La mujer se apartó de él sin dejar de mirarlo y se colocó detrás de Xian, que alzó los brazos para apoyarlos en la nuca. Arsínoe la abrazó por detrás, rozando con las yemas de sus dedos la piel casi traslúcida, deteniéndose en cada recoveco mientras Xian se contorsionaba con el vello erizado por el placer. Lucio contempló las estrechas hendiduras por donde asomaban sus ojos. Desnuda como estaba, no parecía un ser nacido de mujer. Era fuerte y delicada a la vez, como un rebeco o una pantera. Cuando las manos de Arsínoe bajaron hasta el monte de Venus, Xian alargó sus brazos y los apoyó en el pecho de Lucio. Estaba tan cerca que este podía sentir la tibieza de su respiración. Debía irse, sin demora. Cogió las manos de Xian y las alejó de su cuerpo. Hizo ademán de echar a andar, pero Arsínoe se le adelantó y lo agarró del cuello:

—No estoy acostumbrada a que un hombre me rechace. ¿O acaso eres un cobarde?

La mención de aquella palabra decantó en la mente de Lucio la balanza.
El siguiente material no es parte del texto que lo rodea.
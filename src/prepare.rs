//! Preprocessing: sorting, deduplication, and frequency inference.

use crate::core::{CleanedSeries, Frequency, TimeSeriesPoint, MIN_POINTS};
use crate::error::PrepareError;
use crate::ingest::MappedRows;
use chrono::NaiveDate;

/// A median inter-sample gap inside this window (in days) is taken as
/// monthly sampling.
const MONTHLY_GAP_DAYS: std::ops::RangeInclusive<i64> = 25..=35;

/// Clean mapped rows into a validated series.
///
/// Rows with a missing date or non-finite value are dropped, the rest sorted
/// ascending by date. Exact duplicate dates collapse to the later occurrence
/// in the original row order (last write wins). Fails when fewer than
/// [`MIN_POINTS`] valid rows remain.
pub fn clean(rows: MappedRows) -> Result<CleanedSeries, PrepareError> {
    let dropped_before = rows.len();
    let mut valid: Vec<(NaiveDate, f64)> = rows
        .into_iter()
        .filter_map(|(date, value)| match (date, value) {
            (Some(d), Some(v)) if v.is_finite() => Some((d, v)),
            _ => None,
        })
        .collect();

    // Stable sort keeps original row order within equal dates, so "last
    // write wins" below sees duplicates in upload order.
    valid.sort_by_key(|(date, _)| *date);

    let mut points: Vec<TimeSeriesPoint> = Vec::with_capacity(valid.len());
    for (date, value) in valid {
        match points.last_mut() {
            Some(last) if last.date == date => last.value = value,
            _ => points.push(TimeSeriesPoint::new(date, value)),
        }
    }

    if points.len() < MIN_POINTS {
        return Err(PrepareError::InsufficientData {
            needed: MIN_POINTS,
            got: points.len(),
        });
    }

    let frequency = infer_frequency(&points);
    tracing::debug!(
        kept = points.len(),
        dropped = dropped_before - points.len(),
        ?frequency,
        "series cleaned"
    );
    CleanedSeries::new(points, frequency)
}

/// Infer the sampling frequency from the median gap between observations.
///
/// Monthly data lands in the 25-35 day window regardless of month length;
/// anything else leaves the frequency unset.
fn infer_frequency(points: &[TimeSeriesPoint]) -> Option<Frequency> {
    let mut gaps: Vec<i64> = points
        .windows(2)
        .map(|w| (w[1].date - w[0].date).num_days())
        .collect();
    if gaps.is_empty() {
        return None;
    }
    gaps.sort_unstable();
    let median = if gaps.len() % 2 == 1 {
        gaps[gaps.len() / 2]
    } else {
        (gaps[gaps.len() / 2 - 1] + gaps[gaps.len() / 2]) / 2
    };

    MONTHLY_GAP_DAYS.contains(&median).then_some(Frequency::Monthly)
}

#[cfg(test)]
mod tests {
    use super::*;
    use chrono::{Duration, Months};

    fn date(y: i32, m: u32, d: u32) -> NaiveDate {
        NaiveDate::from_ymd_opt(y, m, d).unwrap()
    }

    fn monthly_rows(n: u32) -> MappedRows {
        (0..n)
            .map(|i| {
                let d = date(2023, 1, 1).checked_add_months(Months::new(i)).unwrap();
                (Some(d), Some(100.0 + f64::from(i)))
            })
            .collect()
    }

    #[test]
    fn clean_sorts_and_infers_monthly() {
        let mut rows = monthly_rows(8);
        rows.reverse();
        let series = clean(rows).unwrap();
        assert_eq!(series.len(), 8);
        assert_eq!(series.frequency(), Some(Frequency::Monthly));
        assert!(series.dates().windows(2).all(|w| w[0] < w[1]));
    }

    #[test]
    fn clean_drops_invalid_rows() {
        let mut rows = monthly_rows(7);
        rows.push((None, Some(5.0)));
        rows.push((Some(date(2024, 1, 1)), None));
        rows.push((Some(date(2024, 2, 1)), Some(f64::NAN)));
        let series = clean(rows).unwrap();
        assert_eq!(series.len(), 7);
    }

    #[test]
    fn duplicate_dates_keep_the_later_row() {
        let mut rows = monthly_rows(6);
        rows.push((Some(date(2023, 1, 1)), Some(10_084.0)));
        rows.push((Some(date(2023, 1, 1)), Some(200.0)));
        let series = clean(rows).unwrap();
        assert_eq!(series.len(), 6);
        assert_eq!(series.points()[0].value, 200.0);
    }

    #[test]
    fn too_few_valid_rows_is_an_error() {
        let rows = monthly_rows(5);
        assert_eq!(
            clean(rows),
            Err(PrepareError::InsufficientData { needed: 6, got: 5 })
        );

        // Enough raw rows, but duplicates collapse below the minimum.
        let mut rows = monthly_rows(5);
        rows.push((Some(date(2023, 5, 1)), Some(999.0)));
        assert!(clean(rows).is_err());
    }

    #[test]
    fn weekly_spacing_leaves_frequency_unset() {
        let rows: MappedRows = (0..10)
            .map(|i| {
                let d = date(2023, 1, 2) + Duration::weeks(i);
                (Some(d), Some(f64::from(i as i32)))
            })
            .collect();
        let series = clean(rows).unwrap();
        assert_eq!(series.frequency(), None);
    }

    #[test]
    fn irregular_gaps_with_monthly_median_count_as_monthly() {
        // One long gap does not defeat the median.
        let mut rows = monthly_rows(9);
        rows.remove(4);
        let series = clean(rows).unwrap();
        assert_eq!(series.frequency(), Some(Frequency::Monthly));
    }
}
Otra vez, una mujer lo tachaba de cobarde. Allí estaba él, ávido de sentir la vida palpitando en sus venas. Sostuvo la cara de Arsínoe entre sus manos, miró sus bellos ojos de almendra y su boca entreabierta. Con un arrebato animal, hundió sus manos en la cabellera negra, la atrajo hacia sí y la besó, queriendo creer que era a Garza a quien besaba.

Y se concentró en demostrarle que él no era un cobarde. Bajo el firmamento asaeteado de estrellas, dos sacerdotisas se entregaron a un arcano ritual donde él fue el ídolo. Cada vez que creía estar alcanzando el clímax, Arsínoe y Xian lo distraían con caricias desconocidas y, lejos de sentirse disgustado, el ansia acumulada lo empujaba a empezar de nuevo, ejercitándose también él en retener las riendas de la pasión, deleitándose primero con un paso lento, como el suave balanceo de una faluca, después con un trote largo por una senda nunca antes recorrida, como una marea subiendo inevitable, hasta alcanzar la orilla con la vehemencia de un vendaval. Inmune al dolor, saturado del calor y la tensión emanada de los seres transidos de deseo, se sintió un hijo de la tierra, hermano de los antílopes y las serpientes.